In comments to the Labor Department on its advance notice of proposed rulemaking concerning the reporting of lifetime income streams, major employer groups stressed flexibility and the individualizing of retirement assumptions. The advance proposed rules, which were issued in May 2013, describe guidance under consideration that would require the accrued benefits in a participant’s defined contribution plan (e.g., a 401(k) or 403(b) plan) to be expressed on the pension benefit statement as an estimated lifetime stream of benefits in addition to being presented as an account balance. The advance notice serves as a request for comments on specific language and concepts in advance of the issuance of proposed regulations.

Individualizing statements encouraged

To enhance the current proposed rule, the American Society of Pension Professionals & Actuaries (ASPPA) recommended that a lifetime income disclosure be focused and concise. ASPPA recommended that the estimates be calculated using 3%, 5%, and 7% as the three nominal rates of return to provide useful information without overloading the benefit statement. The calculation should be done without any assumption that there will be future contributions by the employer or the employee, because future contributions are rarely guaranteed, ASPPA said.

ASPPA also recommended that the proposal include a “safe harbor” that may be relied upon by plan sponsors for the assumptions used in calculating the lifetime income stream and that those assumptions be modified in several ways to facilitate the disclosure regime in a cost-effective manner. Among these recommended modifications are setting the time period for the projection as a static age and limiting the form of distribution to a single life annuity and a 50% joint and survivor annuity for a spouse of the same age, to make results across multiple plan sponsors more consistent.

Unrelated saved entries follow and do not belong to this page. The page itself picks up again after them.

use crate::CoreError;
use vm_provider::{Op, UnitState};

/// Check that `op` can act on a unit currently in `from`.
///
/// `up`, `destroy`, `kill`, `status` and `list` are accepted from any
/// state; the backend decides whether there is anything to do.
pub fn validate_transition(unit: &str, from: UnitState, op: Op) -> Result<(), CoreError> {
    let valid = matches!(
        (from, op),
        (_, Op::Up | Op::Destroy | Op::Kill | Op::Status | Op::List)
            | (
                UnitState::Created | UnitState::Running | UnitState::Stopped,
                Op::Halt | Op::Logs
            )
            | (UnitState::Running, Op::Ssh | Op::Exec | Op::Provision)
    );

    if valid {
        Ok(())
    } else {
        Err(CoreError::InvalidTransition {
            unit: unit.to_owned(),
            from,
            op,
        })
    }
}

#[allow(clippy::trivially_copy_pass_by_ref)]
pub(crate) fn hint(op: &Op, from: &UnitState) -> &'static str {
    match (op, from) {
        (_, UnitState::Absent) => " (run `vm up` to create it)",
        (Op::Ssh | Op::Exec | Op::Provision, _) => " (run `vm up` to start it)",
        _ => "",
    }
}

Finally, ASPPA recommended that the DOL’s online calculator be enhanced to be more educational and to allow consideration of many different assumptions including retirement assets held outside of the plan, such as in an IRA. The use of an enhanced DOL calculator or the use of a private service provider online calculator should then be encouraged so participants can individualize the assumptions used to calculate potential lifetime income distribution streams, ASPPA said.

Flexibility urged

In its comment letter, the ERISA Industry Committee (ERIC) proposed alternatives that it contended would be more effective than the approach described in the advance proposed rules. ERIC recommended that the DOL instead: (1) promote a voluntary system with flexible guidance based on broad principles that will encourage innovation and (2) encourage the use of online modeling tools, which will allow workers to explore a variety of scenarios based on their individual situations.

“Instead of paper disclosures, the Department should promote the use of online modeling tools. These dynamic tools would allow participants to generate more realistic projections for their scenarios, encourage action, and demonstrate interactively the uncertainty inherent in any projection,” said Kathryn Ricard, ERIC senior vice president for retirement policy.

The Plan Sponsor Council of America (PSCA) also urged a voluntary approach. In its comment letter, the PSCA emphasized its opposition to a mandate to provide a lifetime income illustration. Given the broad availability of retirement calculators, the cost-benefit analysis does not favor a new mandate, which would create new costs and fiduciary liability exposure, the PSCA stated.

Furthermore, the PSCA contended that the safe harbor in the advance proposal would result in “a major reduction in the availability of other retirement income calculators to the detriment of participants.”

In its letter, the PSCA said that “[o]ur members have indicated that if the intended rule were promulgated, they would provide the safe harbor disclosures.” Furthermore, the letter states, “they would deny access, on the plan platform, to any other retirement income calculator because they use different assumptions than those in the safe harbor and might expose plan fiduciaries to increased liability.”

According to the PSCA, the safe harbor is, by necessity, the lowest common denominator provision. The lifetime income illustrations produced under the safe harbor will be “much less robust” than those produced by available retirement income calculators that often consider other retirement assets, spousal income, joint benefits, and variable income growth, contribution rates, retirement date, and earnings, said the PSCA.